The project is led by Dr. Eric Schneider (e.b.schneider@lse.ac.uk), and full details of the project can be found here:

Money markets and trade in early industrialisation: Britain and Japan, 1760–1860 - Professor Janet Hunter

Recent research has indicated that long distance commerce, with its growing need for credit, played a crucial role in the formation and integration of financial markets in early modern Europe. The project will explore this interaction in comparative and global perspective by compiling a data set on the nationwide linkages of financial agents in Britain and Japan for the period 1760-1860, and undertaking the first systematic analysis of nationwide financial and informational flows between metropolitan and provincial agents. The project will make a major contribution to our understanding of the interplay between trade, finance and economic development.

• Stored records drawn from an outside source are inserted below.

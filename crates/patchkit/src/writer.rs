//! Writing patched content back to disk
//!
//! The patcher never touches files directly. It hands the final content to a
//! [`PrivilegedWriter`], which decides how to get it there: a plain atomic
//! write, an elevated write as the file's owner, or nothing at all (dry-run).

use crate::error::{Error, Result};
use std::cell::RefCell;
use std::fs;
use std::path::{Path, PathBuf};

/// Owner identity of an existing file
#[derive(Debug, Clone, Copy, PartialEq, Eq)]
pub struct FileOwner {
    pub uid: u32,
    pub gid: u32,
}

impl FileOwner {
    /// Owner of `path`, or `None` if it doesn't exist
    #[cfg(unix)]
    pub fn of(path: &Path) -> Result<Option<Self>> {
        use std::os::unix::fs::MetadataExt;

        match fs::metadata(path) {
            Ok(meta) => Ok(Some(Self {
                uid: meta.uid(),
                gid: meta.gid(),
            })),
            Err(e) if e.kind() == std::io::ErrorKind::NotFound => Ok(None),
            Err(e) => Err(Error::io(path, e)),
        }
    }

    #[cfg(not(unix))]
    pub fn of(_path: &Path) -> Result<Option<Self>> {
        Ok(None)
    }
}

/// Writes whole-file content, optionally as another user
pub trait PrivilegedWriter {
    /// Replace the contents of `path` with `content`.
    ///
    /// When `elevate` is set the current user can't write the file and the
    /// write must happen as `owner`. Implementations must not leave a
    /// half-written file behind.
    fn write_as(
        &self,
        owner: Option<&FileOwner>,
        path: &Path,
        content: &str,
        elevate: bool,
    ) -> Result<()>;
}

impl<W: PrivilegedWriter + ?Sized> PrivilegedWriter for &W {
    fn write_as(
        &self,
        owner: Option<&FileOwner>,
        path: &Path,
        content: &str,
        elevate: bool,
    ) -> Result<()> {
        (**self).write_as(owner, path, content, elevate)
    }
}

/// Whether the current user can write `path` (or create it, if missing)
#[cfg(unix)]
pub fn is_writable(path: &Path) -> bool {
    use std::ffi::CString;
    use std::os::unix::ffi::OsStrExt;

    let target = if path.exists() { path } else { parent_dir(path) };

    let Ok(c_path) = CString::new(target.as_os_str().as_bytes()) else {
        return false;
    };
    unsafe { libc::access(c_path.as_ptr(), libc::W_OK) == 0 }
}

#[cfg(not(unix))]
pub fn is_writable(path: &Path) -> bool {
    fs::metadata(path).map_or(true, |m| !m.permissions().readonly())
}

/// Directory a new sibling of `path` would be created in
fn parent_dir(path: &Path) -> &Path {
    match path.parent() {
        Some(p) if !p.as_os_str().is_empty() => p,
        _ => Path::new("."),
    }
}

/// How [`DirectWriter`] puts content in place
#[derive(Debug, Clone, Copy, PartialEq, Eq)]
pub enum WriteMode {
    /// Write a sibling temp file, then rename it over the target
    Staged,
    /// Truncate and rewrite the target itself
    InPlace,
}

impl WriteMode {
    /// Staged when the directory takes new files, in place otherwise.
    ///
    /// A writable file in a read-only directory can still be rewritten,
    /// just not atomically.
    pub fn for_path(path: &Path) -> Self {
        if is_writable(parent_dir(path)) || !path.exists() {
            Self::Staged
        } else {
            Self::InPlace
        }
    }
}

/// Sibling path used for atomic replacement
pub fn staging_path(path: &Path) -> PathBuf {
    let name = path
        .file_name()
        .map(|n| n.to_string_lossy().into_owned())
        .unwrap_or_default();
    path.with_file_name(format!(".{}.patch-{}", name, std::process::id()))
}

/// Writes as the current user via temp file + rename
#[derive(Debug, Default, Clone, Copy)]
pub struct DirectWriter;

impl PrivilegedWriter for DirectWriter {
    fn write_as(
        &self,
        owner: Option<&FileOwner>,
        path: &Path,
        content: &str,
        elevate: bool,
    ) -> Result<()> {
        if elevate {
            return Err(Error::ElevationUnavailable {
                path: path.to_path_buf(),
            });
        }

        if WriteMode::for_path(path) == WriteMode::InPlace {
            log::debug!("{} isn't writable, rewriting {} in place", parent_dir(path).display(), path.display());
            return fs::write(path, content).map_err(|e| Error::io(path, e));
        }

        let staging = staging_path(path);
        fs::write(&staging, content).map_err(|e| Error::io(&staging, e))?;

        if let Ok(meta) = fs::metadata(path) {
            if let Err(e) = fs::set_permissions(&staging, meta.permissions()) {
                log::debug!("Couldn't copy permissions onto {}: {}", staging.display(), e);
            }
        }

        #[cfg(unix)]
        if let Some(owner) = owner {
            if let Err(e) = std::os::unix::fs::chown(&staging, Some(owner.uid), Some(owner.gid)) {
                log::debug!("Couldn't restore owner of {}: {}", path.display(), e);
            }
        }
        #[cfg(not(unix))]
        let _ = owner;

        if let Err(e) = fs::rename(&staging, path) {
            let _ = fs::remove_file(&staging);
            return Err(Error::WriteFailed {
                path: path.to_path_buf(),
                message: e.to_string(),
            });
        }
        Ok(())
    }
}

/// A write captured instead of performed
#[derive(Debug, Clone, PartialEq, Eq)]
pub struct RecordedWrite {
    pub path: PathBuf,
    pub content: String,
    pub elevate: bool,
}

/// Captures writes without touching the filesystem
#[derive(Debug, Default)]
pub struct RecordingWriter {
    writes: RefCell<Vec<RecordedWrite>>,
}

impl RecordingWriter {
    pub fn new() -> Self {
        Self::default()
    }

    pub fn writes(&self) -> Vec<RecordedWrite> {
        self.writes.borrow().clone()
    }

    /// Content of the last write to `path`
    pub fn last_for(&self, path: &Path) -> Option<String> {
        self.writes
            .borrow()
            .iter()
            .rev()
            .find(|w| w.path == path)
            .map(|w| w.content.clone())
    }
}

impl PrivilegedWriter for RecordingWriter {
    fn write_as(
        &self,
        _owner: Option<&FileOwner>,
        path: &Path,
        content: &str,
        elevate: bool,
    ) -> Result<()> {
        self.writes.borrow_mut().push(RecordedWrite {
            path: path.to_path_buf(),
            content: content.to_string(),
            elevate,
        });
        Ok(())
    }
}

#[cfg(test)]
mod tests {
    use super::*;
    use tempfile::TempDir;

    #[test]
    fn test_direct_write_replaces_content() {
        let temp = TempDir::new().unwrap();
        let path = temp.path().join("hosts");
        fs::write(&path, "old\n").unwrap();

        DirectWriter.write_as(None, &path, "new\n", false).unwrap();

        assert_eq!(fs::read_to_string(&path).unwrap(), "new\n");
        assert!(!staging_path(&path).exists());
    }

    #[test]
    fn test_direct_write_creates_file() {
        let temp = TempDir::new().unwrap();
        let path = temp.path().join("fresh.conf");

        DirectWriter.write_as(None, &path, "x = 1\n", false).unwrap();

        assert_eq!(fs::read_to_string(&path).unwrap(), "x = 1\n");
    }

    #[test]
    fn test_direct_writer_refuses_elevation() {
        let temp = TempDir::new().unwrap();
        let path = temp.path().join("hosts");
        fs::write(&path, "old\n").unwrap();

        let err = DirectWriter.write_as(None, &path, "new\n", true).unwrap_err();

        assert!(matches!(err, Error::ElevationUnavailable { .. }));
        assert_eq!(fs::read_to_string(&path).unwrap(), "old\n");
    }

    #[cfg(unix)]
    #[test]
    fn test_direct_write_keeps_mode() {
        use std::os::unix::fs::PermissionsExt;

        let temp = TempDir::new().unwrap();
        let path = temp.path().join("script.sh");
        fs::write(&path, "#!/bin/sh\n").unwrap();
        fs::set_permissions(&path, fs::Permissions::from_mode(0o755)).unwrap();

        DirectWriter
            .write_as(None, &path, "#!/bin/sh\necho hi\n", false)
            .unwrap();

        let mode = fs::metadata(&path).unwrap().permissions().mode();
        assert_eq!(mode & 0o777, 0o755);
    }

    #[cfg(unix)]
    #[test]
    fn test_file_owner_of() {
        let temp = TempDir::new().unwrap();
        let path = temp.path().join("owned");
        fs::write(&path, "").unwrap();

        assert!(FileOwner::of(&path).unwrap().is_some());
        assert!(FileOwner::of(&temp.path().join("missing")).unwrap().is_none());
    }

    #[test]
    fn test_is_writable_for_missing_file_checks_parent() {
        let temp = TempDir::new().unwrap();
        assert!(is_writable(&temp.path().join("not-yet")));
    }

    #[test]
    fn test_write_mode_for_new_file_is_staged() {
        let temp = TempDir::new().unwrap();
        assert_eq!(WriteMode::for_path(&temp.path().join("new.conf")), WriteMode::Staged);
    }

    #[cfg(unix)]
    #[test]
    fn test_writable_file_in_read_only_dir() {
        use std::os::unix::fs::PermissionsExt;

        let temp = TempDir::new().unwrap();
        let dir = temp.path().join("locked");
        fs::create_dir(&dir).unwrap();
        let path = dir.join("f.conf");
        fs::write(&path, "old\n").unwrap();
        fs::set_permissions(&path, fs::Permissions::from_mode(0o666)).unwrap();
        fs::set_permissions(&dir, fs::Permissions::from_mode(0o555)).unwrap();

        // Root ignores directory permissions, everyone else gets the fallback
        let expected = if is_writable(&dir) {
            WriteMode::Staged
        } else {
            WriteMode::InPlace
        };
        assert_eq!(WriteMode::for_path(&path), expected);

        let result = DirectWriter.write_as(None, &path, "new\n", false);
        fs::set_permissions(&dir, fs::Permissions::from_mode(0o755)).unwrap();

        result.unwrap();
        assert_eq!(fs::read_to_string(&path).unwrap(), "new\n");
        assert!(!staging_path(&path).exists());
    }

    #[test]
    fn test_recording_writer_captures() {
        let writer = RecordingWriter::new();
        let path = Path::new("/etc/motd");

        writer.write_as(None, path, "one", false).unwrap();
        writer.write_as(None, path, "two", true).unwrap();

        assert_eq!(writer.writes().len(), 2);
        assert!(writer.writes()[1].elevate);
        assert_eq!(writer.last_for(path).as_deref(), Some("two"));
        assert!(!path.with_file_name("motd-never").exists());
    }
}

Analysis of the empirical evidence will focus on three main questions: 1. How far were areas engaged in long distance commerce more likely to be linked financially with the metropolis? The data will help identify the timing of, and geographical variations in, the creation of regular financial correspondence between provincial and metropolitan financial agents, and show the density of credit flow between them. 2. To what extent were provincial financiers incentivized to interact with metropolitan financiers by the pressure of growing demands for credit from the local mercantile community? Analysis of the profile data of financial agents will allow us to identify the nature of their businesses, and their relationships with the local mercantile communities through trade specialization, commercial organizations and local regulatory authorities. 3. What were the factors that led metropolitan financiers to enter into regular financial partnerships with provincial agents? The profile data of metropolitan financiers will allow us to examine business size, business and social interactions, and relationships with political authorities.

More details are available here:  Money markets and trade in early industrialisation: Britain and Japan, 1760–1860 

Read Discussion Paper No. 1: Defining Provincial Financial Agents in England and Japan, Mina Ishizu

Economic Outcomes Flowing From The Revolutionary And Napoleonic Wars 1793-1815 - Professor Patrick O'Brien

Funded by the Leverhulme Trust and with support from LSE, a network of European economic historians has been formed to examine contrasts in the economic outcomes and potential for long term development that flowed from the Napoleonic wars for several major European economies (including Britain, France, Spain, Portugal, Italy, the Netherlands and Germany) their overseas colonies. The network will also create case studies for a major book which aims to exemplify the insights obtained from reciprocal comparisons and the value of research in economics and history based upon collaboration. 

The Lead Investigator is (Patrick O’Brien)  located at LSE.